◆ TASK INPUT ◆
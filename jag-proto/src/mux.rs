//! Splits one byte stream into a plain log stream and an out-of-band stream.
//!
//! Out-of-band messages are written by the device as
//! `MAGIC_TOKEN base64(payload) \n`. Everything else is plain output.
//!
//! Limitation: plain output that happens to contain the literal token is
//! taken for an out-of-band message. The token is chosen to make that
//! unlikely, not impossible.

use base64::Engine;
use base64::engine::general_purpose::STANDARD as BASE64;
use tokio::io::{AsyncRead, AsyncReadExt};
use tracing::debug;

use crate::chan::{self, ChanReader, ChanWriter, Offer};

/// Escape token that introduces an out-of-band message.
pub const MAGIC_TOKEN: &[u8] = b"Jag15261520";

/// Longest base64 line accepted after a token before it is dropped.
const MAX_OOB_LINE: usize = 128 * 1024;

/// Chunks buffered per derived stream.
const STREAM_DEPTH: usize = 64;

/// Output of one [`Demux::push`] step.
#[derive(Debug, Clone, PartialEq, Eq)]
pub enum Segment {
    /// Bytes that belong to the plain stream.
    Plain(Vec<u8>),
    /// A decoded out-of-band payload.
    OutOfBand(Vec<u8>),
}

/// Incremental token scanner.
///
/// Holds back only bytes that may still turn out to be part of a token or
/// of an unterminated out-of-band line.
#[derive(Debug, Default)]
pub struct Demux {
    buf: Vec<u8>,
}

impl Demux {
    /// Creates an empty scanner.
    pub fn new() -> Self {
        Self::default()
    }

    /// Feeds `data` and returns every segment that can be decided so far.
    pub fn push(&mut self, data: &[u8]) -> Vec<Segment> {
        self.buf.extend_from_slice(data);
        let mut out = Vec::new();
        let mut plain = Vec::new();
        let mut start = 0;

        loop {
            let rest = &self.buf[start..];
            let Some(at) = rest.iter().position(|&b| b == MAGIC_TOKEN[0]) else {
                plain.extend_from_slice(rest);
                start = self.buf.len();
                break;
            };
            plain.extend_from_slice(&rest[..at]);
            start += at;
            let candidate = &self.buf[start..];

            if candidate.len() < MAGIC_TOKEN.len() {
                if MAGIC_TOKEN.starts_with(candidate) {
                    break;
                }
                plain.push(candidate[0]);
                start += 1;
                continue;
            }
            if !candidate.starts_with(MAGIC_TOKEN) {
                plain.push(candidate[0]);
                start += 1;
                continue;
            }

            let body = &candidate[MAGIC_TOKEN.len()..];
            let Some(nl) = body.iter().position(|&b| b == b'\n') else {
                if body.len() > MAX_OOB_LINE {
                    start = self.buf.len();
                }
                break;
            };
            let line = body[..nl].strip_suffix(b"\r").unwrap_or(&body[..nl]);
            if let Ok(decoded) = BASE64.decode(line) {
                if !plain.is_empty() {
                    out.push(Segment::Plain(std::mem::take(&mut plain)));
                }
                out.push(Segment::OutOfBand(decoded));
            }
            start += MAGIC_TOKEN.len() + nl + 1;
        }

        if !plain.is_empty() {
            out.push(Segment::Plain(plain));
        }
        self.buf.drain(..start);
        out
    }

    /// Returns held-back bytes once the source has ended.
    pub fn finish(&mut self) -> Option<Vec<u8>> {
        if self.buf.is_empty() {
            None
        } else {
            Some(std::mem::take(&mut self.buf))
        }
    }
}

/// Encodes `payload` as an out-of-band message line.
pub fn encode_oob(payload: &[u8]) -> Vec<u8> {
    let mut line = MAGIC_TOKEN.to_vec();
    line.extend_from_slice(BASE64.encode(payload).as_bytes());
    line.push(b'\n');
    line
}

/// Splits `source` into `(plain, out_of_band)` streams.
///
/// A background task reads `source` until it ends. Each derived stream is
/// read independently: out-of-band delivery waits for its reader, while
/// plain output that finds its queue full is dropped, so unread logs never
/// hold back protocol traffic. A read error on the source reaches both.
pub fn multiplex<R>(source: R) -> (ChanReader, ChanReader)
where
    R: AsyncRead + Unpin + Send + 'static,
{
    let (plain_tx, plain_rx) = chan::channel(STREAM_DEPTH);
    let (oob_tx, oob_rx) = chan::channel(STREAM_DEPTH);
    tokio::spawn(pump(source, plain_tx, oob_tx));
    (plain_rx, oob_rx)
}

async fn pump<R>(mut source: R, plain: ChanWriter, oob: ChanWriter)
where
    R: AsyncRead + Unpin,
{
    let mut demux = Demux::new();
    let mut buf = vec![0u8; 4096];
    let mut dropped = 0usize;
    loop {
        match source.read(&mut buf).await {
            Ok(0) => break,
            Ok(n) => {
                for segment in demux.push(&buf[..n]) {
                    match segment {
                        Segment::Plain(bytes) => {
                            let len = bytes.len();
                            if plain.offer(bytes) == Offer::Full {
                                dropped += len;
                            } else if dropped > 0 {
                                debug!(dropped, "plain stream was not read; output dropped");
                                dropped = 0;
                            }
                        }
                        // A dropped consumer only silences its own stream.
                        Segment::OutOfBand(bytes) => {
                            oob.send(bytes).await;
                        }
                    }
                }
                if plain.is_closed() && oob.is_closed() {
                    return;
                }
            }
            Err(e) => {
                let kind = e.kind();
                let msg = e.to_string();
                oob.fail(std::io::Error::new(kind, msg.clone())).await;
                plain.offer_error(std::io::Error::new(kind, msg));
                return;
            }
        }
    }
    if let Some(rest) = demux.finish() {
        plain.offer(rest);
    }
}

#[cfg(test)]
mod tests {
    use std::io;
    use std::pin::Pin;
    use std::task::{Context, Poll};
    use std::time::Duration;

    use tokio::io::{AsyncReadExt, AsyncWriteExt, ReadBuf};

    use super::*;

    /// Source whose every read fails.
    struct Unplugged;

    impl AsyncRead for Unplugged {
        fn poll_read(
            self: Pin<&mut Self>,
            _cx: &mut Context<'_>,
            _buf: &mut ReadBuf<'_>,
        ) -> Poll<io::Result<()>> {
            Poll::Ready(Err(io::Error::new(io::ErrorKind::ConnectionReset, "unplugged")))
        }
    }

    fn collect(segments: Vec<Segment>, plain: &mut Vec<u8>, oob: &mut Vec<Vec<u8>>) {
        for s in segments {
            match s {
                Segment::Plain(b) => plain.extend(b),
                Segment::OutOfBand(b) => oob.push(b),
            }
        }
    }

    fn scenario() -> (Vec<u8>, Vec<u8>, Vec<Vec<u8>>) {
        let messages = vec![b"\x05\x00\x02abcd\n".to_vec(), vec![0xFF, 0x00, 0x02], Vec::new()];
        let plain = b"boot: ok\nJ is for Jag1526 and J\nready\n".to_vec();
        let mut stream = Vec::new();
        stream.extend_from_slice(&plain[..9]);
        stream.extend(encode_oob(&messages[0]));
        stream.extend_from_slice(&plain[9..20]);
        stream.extend(encode_oob(&messages[1]));
        stream.extend_from_slice(&plain[20..]);
        stream.extend(encode_oob(&messages[2]));
        (stream, plain, messages)
    }

    #[test]
    fn separates_streams_in_one_push() {
        let (stream, plain, messages) = scenario();
        let mut demux = Demux::new();
        let (mut got_plain, mut got_oob) = (Vec::new(), Vec::new());
        collect(demux.push(&stream), &mut got_plain, &mut got_oob);
        assert!(demux.finish().is_none());
        assert_eq!(got_plain, plain);
        assert_eq!(got_oob, messages);
    }

    #[test]
    fn token_split_across_every_boundary() {
        let (stream, plain, messages) = scenario();
        for step in 1..=13 {
            let mut demux = Demux::new();
            let (mut got_plain, mut got_oob) = (Vec::new(), Vec::new());
            for piece in stream.chunks(step) {
                collect(demux.push(piece), &mut got_plain, &mut got_oob);
            }
            if let Some(rest) = demux.finish() {
                got_plain.extend(rest);
            }
            assert_eq!(got_plain, plain, "step {step}");
            assert_eq!(got_oob, messages, "step {step}");
        }
    }

    #[test]
    fn near_miss_prefix_stays_plain() {
        let mut demux = Demux::new();
        let mut got = Vec::new();
        collect(demux.push(b"Jag1526"), &mut got, &mut Vec::new());
        assert!(got.is_empty());
        collect(demux.push(b"X tail"), &mut got, &mut Vec::new());
        assert_eq!(got, b"Jag1526X tail");
    }

    #[test]
    fn undecodable_line_is_dropped() {
        let mut demux = Demux::new();
        let (mut plain, mut oob) = (Vec::new(), Vec::new());
        let mut input = MAGIC_TOKEN.to_vec();
        input.extend_from_slice(b"!!not base64!!\nafter");
        collect(demux.push(&input), &mut plain, &mut oob);
        assert!(oob.is_empty());
        assert_eq!(plain, b"after");
    }

    #[test]
    fn waits_for_newline_after_token() {
        let mut demux = Demux::new();
        let mut line = encode_oob(b"payload");
        let tail = line.split_off(line.len() - 3);
        assert!(demux.push(&line).is_empty());
        assert_eq!(
            demux.push(&tail),
            vec![Segment::OutOfBand(b"payload".to_vec())]
        );
    }

    #[tokio::test]
    async fn streams_are_read_independently() {
        let (mut device, host) = tokio::io::duplex(256);
        let (mut plain, mut oob) = multiplex(host);

        device.write_all(b"log line\n").await.unwrap();
        device.write_all(&encode_oob(b"first")).await.unwrap();
        device.write_all(&encode_oob(b"second")).await.unwrap();
        device.write_all(b"more log\n").await.unwrap();
        drop(device);

        let mut got_oob = Vec::new();
        oob.read_to_end(&mut got_oob).await.unwrap();
        assert_eq!(got_oob, b"firstsecond");

        let mut got_plain = String::new();
        plain.read_to_string(&mut got_plain).await.unwrap();
        assert_eq!(got_plain, "log line\nmore log\n");
    }

    #[tokio::test]
    async fn unread_logs_do_not_block_responses() {
        let (mut device, host) = tokio::io::duplex(1024);
        let (_plain, mut oob) = multiplex(host);

        for i in 0..200 {
            device.write_all(format!("log line {i}\n").as_bytes()).await.unwrap();
        }
        device.write_all(&encode_oob(b"resp")).await.unwrap();

        let mut got = [0u8; 4];
        tokio::time::timeout(Duration::from_secs(2), oob.read_exact(&mut got))
            .await
            .unwrap()
            .unwrap();
        assert_eq!(&got, b"resp");
    }

    #[tokio::test]
    async fn source_error_reaches_both_streams() {
        let (mut plain, mut oob) = multiplex(Unplugged);
        let mut buf = [0u8; 8];
        let err = oob.read(&mut buf).await.unwrap_err();
        assert_eq!(err.kind(), io::ErrorKind::ConnectionReset);
        let err = plain.read(&mut buf).await.unwrap_err();
        assert_eq!(err.kind(), io::ErrorKind::ConnectionReset);
    }
}
use std::io;

/// Failure from a single socket configuration step.
///
/// Every variant names the kernel operation that failed and carries the
/// OS error verbatim. Configuration sequences abort on the first failure;
/// nothing already applied to the socket is rolled back, and it is the
/// caller's decision whether to discard the partially configured socket.
#[derive(Debug, thiserror::Error)]
pub enum NdSockError {
    /// A packet-filter attach failed (classic BPF classifier or the
    /// protocol-level ICMPv6 filter).
    #[error("{op} failed: {source}")]
    FilterAttach {
        op: &'static str,
        #[source]
        source: io::Error,
    },
    /// A non-filter setsockopt failed, tagged with the option name.
    #[error("setsockopt({option}) failed: {source}")]
    SocketOption {
        option: &'static str,
        #[source]
        source: io::Error,
    },
    /// The wildcard bind to `[::]:0` failed.
    #[error("bind(in6addr_any) failed: {source}")]
    Bind {
        #[source]
        source: io::Error,
    },
}

impl NdSockError {
    /// Identifier of the configuration step that failed.
    pub fn operation(&self) -> &'static str {
        match self {
            NdSockError::FilterAttach { op, .. } => op,
            NdSockError::SocketOption { option, .. } => option,
            NdSockError::Bind { .. } => "bind(in6addr_any)",
        }
    }

    /// Raw OS error code from the failing call, if one was captured.
    pub fn os_error(&self) -> Option<i32> {
        match self {
            NdSockError::FilterAttach { source, .. }
            | NdSockError::SocketOption { source, .. }
            | NdSockError::Bind { source } => source.raw_os_error(),
        }
    }
}

#[cfg(test)]
mod tests {
    use super::*;

    #[test]
    fn operation_names_are_distinguishable() {
        let a = NdSockError::FilterAttach {
            op: "setsockopt(SO_ATTACH_FILTER)",
            source: io::Error::from_raw_os_error(libc::EPERM),
        };
        let b = NdSockError::SocketOption {
            option: "IPV6_MULTICAST_HOPS",
            source: io::Error::from_raw_os_error(libc::EINVAL),
        };
        let c = NdSockError::Bind {
            source: io::Error::from_raw_os_error(libc::EADDRINUSE),
        };
        assert_eq!(a.operation(), "setsockopt(SO_ATTACH_FILTER)");
        assert_eq!(b.operation(), "IPV6_MULTICAST_HOPS");
        assert_eq!(c.operation(), "bind(in6addr_any)");
        assert_ne!(a.operation(), b.operation());
    }

    #[test]
    fn os_error_is_propagated_verbatim() {
        let e = NdSockError::SocketOption {
            option: "IPV6_MULTICAST_IF",
            source: io::Error::from_raw_os_error(libc::ENODEV),
        };
        assert_eq!(e.os_error(), Some(libc::ENODEV));
        let msg = e.to_string();
        assert!(msg.contains("IPV6_MULTICAST_IF"), "got: {msg}");
    }
}
//! ICMPv6 protocol-level filter bitmap.
//!
//! Mirrors the kernel `struct icmp6_filter` consumed by
//! `setsockopt(IPPROTO_ICMPV6, ICMPV6_FILTER)`: a 256-bit bitmap indexed
//! by ICMPv6 type. A set bit blocks the type; all-ones blocks everything.
//! This is a distinct mechanism from the classic BPF classifier in
//! [`crate::filter`] — it operates on the ICMPv6 type the kernel has
//! already parsed, not on raw packet bytes.

/// Per-type ICMPv6 delivery filter, one bit per possible type value.
#[repr(C)]
#[derive(Debug, Clone, Copy, PartialEq, Eq)]
pub struct Icmp6Filter {
    data: [u32; 8],
}

// Compile-time size assertion: must match the kernel struct (32 bytes).
const _: () = assert!(std::mem::size_of::<Icmp6Filter>() == 32);

impl Icmp6Filter {
    /// A filter that blocks every ICMPv6 type.
    pub fn block_all() -> Self {
        Self {
            data: [u32::MAX; 8],
        }
    }

    /// A filter that passes every ICMPv6 type.
    pub fn pass_all() -> Self {
        Self { data: [0; 8] }
    }

    /// Allow delivery of `icmpv6_type`.
    pub fn set_pass(&mut self, icmpv6_type: u8) {
        self.data[(icmpv6_type >> 5) as usize] &= !(1u32 << (icmpv6_type & 31));
    }

    /// Block delivery of `icmpv6_type`.
    pub fn set_block(&mut self, icmpv6_type: u8) {
        self.data[(icmpv6_type >> 5) as usize] |= 1u32 << (icmpv6_type & 31);
    }

    /// Whether the kernel would deliver messages of `icmpv6_type`.
    pub fn will_pass(&self, icmpv6_type: u8) -> bool {
        self.data[(icmpv6_type >> 5) as usize] & (1u32 << (icmpv6_type & 31)) == 0
    }
}

#[cfg(test)]
mod tests {
    use super::*;
    use crate::filter::{ND_NEIGHBOR_ADVERT, ND_NEIGHBOR_SOLICIT, ND_ROUTER_ADVERT, ND_ROUTER_SOLICIT};

    #[test]
    fn block_all_blocks_every_type() {
        let f = Icmp6Filter::block_all();
        for ty in 0..=255u8 {
            assert!(!f.will_pass(ty), "type {ty} unexpectedly passes");
        }
    }

    #[test]
    fn pass_all_passes_every_type() {
        let f = Icmp6Filter::pass_all();
        for ty in 0..=255u8 {
            assert!(f.will_pass(ty), "type {ty} unexpectedly blocked");
        }
    }

    #[test]
    fn single_pass_is_exact() {
        let mut f = Icmp6Filter::block_all();
        f.set_pass(ND_ROUTER_SOLICIT);
        for ty in 0..=255u8 {
            assert_eq!(
                f.will_pass(ty),
                ty == ND_ROUTER_SOLICIT,
                "type {ty} misfiltered"
            );
        }
    }

    #[test]
    fn set_block_undoes_set_pass() {
        let mut f = Icmp6Filter::block_all();
        f.set_pass(ND_NEIGHBOR_ADVERT);
        f.set_pass(ND_NEIGHBOR_SOLICIT);
        f.set_block(ND_NEIGHBOR_ADVERT);
        assert!(!f.will_pass(ND_NEIGHBOR_ADVERT));
        assert!(f.will_pass(ND_NEIGHBOR_SOLICIT));
        assert!(!f.will_pass(ND_ROUTER_ADVERT));
    }

    #[test]
    fn bitmap_size_matches_kernel_struct() {
        assert_eq!(std::mem::size_of::<Icmp6Filter>(), 32);
    }
}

◆ WHAT IS REQUIRED ◆
Within the material, find all lines that hold the word "collect" and show them.

◆ TASK OUTPUT ◆
    fn collect(segments: Vec<Segment>, plain: &mut Vec<u8>, oob: &mut Vec<Vec<u8>>) {
        collect(demux.push(&stream), &mut got_plain, &mut got_oob);
                collect(demux.push(piece), &mut got_plain, &mut got_oob);
        collect(demux.push(b"Jag1526"), &mut got, &mut Vec::new());
        collect(demux.push(b"X tail"), &mut got, &mut Vec::new());
        collect(demux.push(&input), &mut plain, &mut oob);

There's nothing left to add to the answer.